*** Opening of Data to examine ***
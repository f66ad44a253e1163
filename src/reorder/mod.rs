// ==========================================
// 集装箱单证核对系统 - 重排引擎层
// ==========================================
// 依据: Reorder_Engine_Spec_v0.2.md - 1. 模块拆分
// ==========================================
// 职责: 块结构化记录重排;数据流:
// 网格 + 箱号列 → 块提取 → 键派生 + 注入 → 稳定重排
// ==========================================

pub mod block_extractor;
pub mod block_injector;
pub mod engine;
pub mod key_deriver;

// 重导出核心引擎
pub use block_extractor::{BlockExtractor, BlockPartition};
pub use block_injector::BlockInjector;
pub use engine::{ReorderEngine, ReorderResult};
pub use key_deriver::{derive_key, key_blocks, sort_keyed, KeyedBlock};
*** Close of Data to examine ***
:: What to do ::
Write out the whole listing again. Match it word for word.

:: Solution to this task ::
repository f66ad44a253e1163
filename src/reorder/mod.rs
// ==========================================
// 集装箱单证核对系统 - 重排引擎层
// ==========================================
// 依据: Reorder_Engine_Spec_v0.2.md - 1. 模块拆分
// ==========================================
// 职责: 块结构化记录重排;数据流:
// 网格 + 箱号列 → 块提取 → 键派生 + 注入 → 稳定重排
// ==========================================

pub mod block_extractor;
pub mod block_injector;
pub mod engine;
pub mod key_deriver;

// 重导出核心引擎
pub use block_extractor::{BlockExtractor, BlockPartition};
pub use block_injector::BlockInjector;
pub use engine::{ReorderEngine, ReorderResult};
pub use key_deriver::{derive_key, key_blocks, sort_keyed, KeyedBlock};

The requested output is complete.